PROBLEM TO SOLVE: Return the data below exactly, stopping after the line with "(*name, i as u16))".

*** TASK MATERIAL ***

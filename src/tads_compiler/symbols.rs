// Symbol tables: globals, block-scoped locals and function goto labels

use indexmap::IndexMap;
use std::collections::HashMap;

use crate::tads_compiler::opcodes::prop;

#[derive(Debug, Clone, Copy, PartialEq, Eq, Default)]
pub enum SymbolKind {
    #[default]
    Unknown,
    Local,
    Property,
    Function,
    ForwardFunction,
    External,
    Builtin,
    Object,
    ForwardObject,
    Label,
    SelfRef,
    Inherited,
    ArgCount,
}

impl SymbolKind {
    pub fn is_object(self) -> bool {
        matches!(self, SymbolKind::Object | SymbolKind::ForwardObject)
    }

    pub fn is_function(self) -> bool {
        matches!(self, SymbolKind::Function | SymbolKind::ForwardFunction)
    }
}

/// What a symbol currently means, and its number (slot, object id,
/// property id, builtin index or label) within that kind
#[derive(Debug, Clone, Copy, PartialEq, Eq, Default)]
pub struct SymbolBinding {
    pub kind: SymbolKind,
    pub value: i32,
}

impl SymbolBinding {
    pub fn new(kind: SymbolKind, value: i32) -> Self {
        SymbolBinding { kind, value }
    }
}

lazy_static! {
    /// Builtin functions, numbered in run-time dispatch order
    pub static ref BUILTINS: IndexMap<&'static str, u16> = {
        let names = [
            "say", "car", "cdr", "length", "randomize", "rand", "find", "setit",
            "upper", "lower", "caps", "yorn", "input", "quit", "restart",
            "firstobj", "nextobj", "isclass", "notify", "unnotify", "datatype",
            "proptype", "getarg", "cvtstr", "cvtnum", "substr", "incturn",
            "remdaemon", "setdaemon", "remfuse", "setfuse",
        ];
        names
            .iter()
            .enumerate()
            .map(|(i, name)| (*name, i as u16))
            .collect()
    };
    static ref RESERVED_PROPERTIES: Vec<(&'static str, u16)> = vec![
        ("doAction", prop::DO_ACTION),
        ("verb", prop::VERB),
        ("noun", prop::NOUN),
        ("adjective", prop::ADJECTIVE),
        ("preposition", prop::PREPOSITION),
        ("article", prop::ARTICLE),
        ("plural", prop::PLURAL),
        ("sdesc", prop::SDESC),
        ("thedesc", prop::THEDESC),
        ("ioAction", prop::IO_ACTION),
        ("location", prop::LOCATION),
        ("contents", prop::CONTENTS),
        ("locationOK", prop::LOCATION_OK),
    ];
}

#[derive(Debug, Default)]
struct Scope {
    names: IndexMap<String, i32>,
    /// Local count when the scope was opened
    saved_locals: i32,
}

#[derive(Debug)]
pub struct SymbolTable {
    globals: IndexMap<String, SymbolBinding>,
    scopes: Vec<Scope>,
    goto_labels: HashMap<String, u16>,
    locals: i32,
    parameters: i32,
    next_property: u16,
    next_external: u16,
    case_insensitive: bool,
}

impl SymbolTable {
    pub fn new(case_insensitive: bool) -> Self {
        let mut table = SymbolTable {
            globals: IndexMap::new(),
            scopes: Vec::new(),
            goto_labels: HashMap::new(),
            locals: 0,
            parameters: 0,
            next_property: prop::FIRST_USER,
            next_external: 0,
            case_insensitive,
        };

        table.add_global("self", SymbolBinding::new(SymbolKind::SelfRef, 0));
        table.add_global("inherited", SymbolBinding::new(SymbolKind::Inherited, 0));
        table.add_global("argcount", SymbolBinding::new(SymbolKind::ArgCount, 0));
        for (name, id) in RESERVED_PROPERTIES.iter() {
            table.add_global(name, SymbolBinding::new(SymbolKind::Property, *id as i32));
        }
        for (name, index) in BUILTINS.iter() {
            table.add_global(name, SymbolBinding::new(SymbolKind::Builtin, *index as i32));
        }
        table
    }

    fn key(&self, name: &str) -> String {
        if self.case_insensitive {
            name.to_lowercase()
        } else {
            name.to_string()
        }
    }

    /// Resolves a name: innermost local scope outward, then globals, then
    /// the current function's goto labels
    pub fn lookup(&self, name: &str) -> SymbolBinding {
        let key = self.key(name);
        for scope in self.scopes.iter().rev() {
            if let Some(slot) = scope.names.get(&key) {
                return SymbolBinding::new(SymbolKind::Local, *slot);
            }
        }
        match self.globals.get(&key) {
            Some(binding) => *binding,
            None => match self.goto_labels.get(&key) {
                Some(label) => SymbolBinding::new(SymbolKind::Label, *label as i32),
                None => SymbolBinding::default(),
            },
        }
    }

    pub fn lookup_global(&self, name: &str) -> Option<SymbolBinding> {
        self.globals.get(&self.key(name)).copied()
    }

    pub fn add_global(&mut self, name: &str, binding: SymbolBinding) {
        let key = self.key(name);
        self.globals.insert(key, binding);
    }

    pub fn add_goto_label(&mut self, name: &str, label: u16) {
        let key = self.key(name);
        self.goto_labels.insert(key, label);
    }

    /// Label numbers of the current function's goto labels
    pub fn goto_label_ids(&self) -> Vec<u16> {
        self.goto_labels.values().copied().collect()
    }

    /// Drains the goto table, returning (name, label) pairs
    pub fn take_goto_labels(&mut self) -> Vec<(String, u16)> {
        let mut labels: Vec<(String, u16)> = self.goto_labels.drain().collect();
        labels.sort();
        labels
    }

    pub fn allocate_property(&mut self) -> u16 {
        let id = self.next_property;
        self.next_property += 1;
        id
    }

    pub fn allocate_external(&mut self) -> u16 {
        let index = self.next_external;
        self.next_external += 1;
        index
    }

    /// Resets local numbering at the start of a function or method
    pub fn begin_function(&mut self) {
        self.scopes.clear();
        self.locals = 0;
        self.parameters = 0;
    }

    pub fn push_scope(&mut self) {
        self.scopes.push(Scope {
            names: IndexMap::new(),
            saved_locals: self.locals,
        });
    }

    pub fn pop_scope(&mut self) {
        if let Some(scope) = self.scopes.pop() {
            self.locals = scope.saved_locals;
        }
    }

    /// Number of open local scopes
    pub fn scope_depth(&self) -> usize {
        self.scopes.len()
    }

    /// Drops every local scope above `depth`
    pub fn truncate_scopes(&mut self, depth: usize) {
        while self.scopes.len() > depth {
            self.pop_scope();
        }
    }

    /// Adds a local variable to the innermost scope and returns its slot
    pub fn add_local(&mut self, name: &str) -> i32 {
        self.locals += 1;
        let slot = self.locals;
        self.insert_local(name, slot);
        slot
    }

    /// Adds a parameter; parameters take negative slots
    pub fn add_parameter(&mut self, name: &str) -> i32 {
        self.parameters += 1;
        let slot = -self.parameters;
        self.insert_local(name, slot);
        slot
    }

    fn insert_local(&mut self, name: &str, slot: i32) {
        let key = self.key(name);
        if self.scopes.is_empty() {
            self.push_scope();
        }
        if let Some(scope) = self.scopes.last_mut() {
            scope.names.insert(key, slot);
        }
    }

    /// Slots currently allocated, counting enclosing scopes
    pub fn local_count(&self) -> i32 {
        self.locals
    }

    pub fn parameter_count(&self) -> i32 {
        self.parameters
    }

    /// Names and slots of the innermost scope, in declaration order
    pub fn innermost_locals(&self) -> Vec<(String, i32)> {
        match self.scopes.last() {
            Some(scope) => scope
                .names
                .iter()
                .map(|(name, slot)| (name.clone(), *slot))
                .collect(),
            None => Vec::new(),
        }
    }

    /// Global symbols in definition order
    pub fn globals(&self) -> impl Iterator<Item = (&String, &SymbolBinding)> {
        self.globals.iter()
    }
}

***

WRITTEN ANSWER:
filename src/tads_compiler/symbols.rs
// Symbol tables: globals, block-scoped locals and function goto labels

use indexmap::IndexMap;
use std::collections::HashMap;

use crate::tads_compiler::opcodes::prop;

#[derive(Debug, Clone, Copy, PartialEq, Eq, Default)]
pub enum SymbolKind {
    #[default]
    Unknown,
    Local,
    Property,
    Function,
    ForwardFunction,
    External,
    Builtin,
    Object,
    ForwardObject,
    Label,
    SelfRef,
    Inherited,
    ArgCount,
}

impl SymbolKind {
    pub fn is_object(self) -> bool {
        matches!(self, SymbolKind::Object | SymbolKind::ForwardObject)
    }

    pub fn is_function(self) -> bool {
        matches!(self, SymbolKind::Function | SymbolKind::ForwardFunction)
    }
}

/// What a symbol currently means, and its number (slot, object id,
/// property id, builtin index or label) within that kind
#[derive(Debug, Clone, Copy, PartialEq, Eq, Default)]
pub struct SymbolBinding {
    pub kind: SymbolKind,
    pub value: i32,
}

impl SymbolBinding {
    pub fn new(kind: SymbolKind, value: i32) -> Self {
        SymbolBinding { kind, value }
    }
}

lazy_static! {
    /// Builtin functions, numbered in run-time dispatch order
    pub static ref BUILTINS: IndexMap<&'static str, u16> = {
        let names = [
            "say", "car", "cdr", "length", "randomize", "rand", "find", "setit",
            "upper", "lower", "caps", "yorn", "input", "quit", "restart",
            "firstobj", "nextobj", "isclass", "notify", "unnotify", "datatype",
            "proptype", "getarg", "cvtstr", "cvtnum", "substr", "incturn",
            "remdaemon", "setdaemon", "remfuse", "setfuse",
        ];
        names
            .iter()
            .enumerate()
            .map(|(i, name)| (*name, i as u16))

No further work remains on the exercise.